Only lines containing the string "entry" belong in the answer; find them in the records and copy them.
##########
// SPDX-License-Identifier: MPL-2.0
//! Deferred removal of dismissed toasts.
//!
//! The scheduler keeps at most one pending removal task per toast id.
//! Scheduling an id that already has a pending task is a no-op, so
//! repeated dismissals never stack timers. The map entry is cleared
//! before the removal callback runs, so a callback that re-enters the
//! scheduler observes the id as unscheduled.

use std::collections::HashMap;
use std::sync::Arc;
use std::time::Duration;

use parking_lot::Mutex;
use tokio::runtime::Handle;
use tokio::task::AbortHandle;
use tracing::debug;

use crate::toast::ToastId;

/// One-shot removal timers, keyed by toast id.
///
/// Dropping the scheduler aborts every pending task, so no task outlives
/// the store that owns it.
pub(crate) struct RemovalScheduler {
    runtime: Handle,
    delay: Duration,
    timers: Arc<Mutex<HashMap<ToastId, AbortHandle>>>,
}

impl RemovalScheduler {
    pub(crate) fn new(runtime: Handle, delay: Duration) -> Self {
        Self {
            runtime,
            delay,
            timers: Arc::new(Mutex::new(HashMap::new())),
        }
    }

    /// Schedules `on_fire` to run after the removal delay.
    ///
    /// No-op if a task for `id` is already pending. The timer entry is
    /// removed before `on_fire` is invoked.
    pub(crate) fn schedule(&self, id: ToastId, on_fire: impl FnOnce() + Send + 'static) {
        let mut timers = self.timers.lock();
        if timers.contains_key(&id) {
            debug!(%id, "removal already scheduled");
            return;
        }

        let delay = self.delay;
        let map = Arc::clone(&self.timers);
        let task = self.runtime.spawn(async move {
            tokio::time::sleep(delay).await;
            map.lock().remove(&id);
            debug!(%id, "removal timer fired");
            on_fire();
        });
        timers.insert(id, task.abort_handle());
        debug!(%id, ?delay, "removal scheduled");
    }

    /// Returns the number of pending removal tasks.
    pub(crate) fn pending(&self) -> usize {
        self.timers.lock().len()
    }
}

impl Drop for RemovalScheduler {
    fn drop(&mut self) {
        for (_, handle) in self.timers.lock().drain() {
            handle.abort();
        }
    }
}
##########
* _Answer section_:
//! repeated dismissals never stack timers. The map entry is cleared
    /// No-op if a task for `id` is already pending. The timer entry is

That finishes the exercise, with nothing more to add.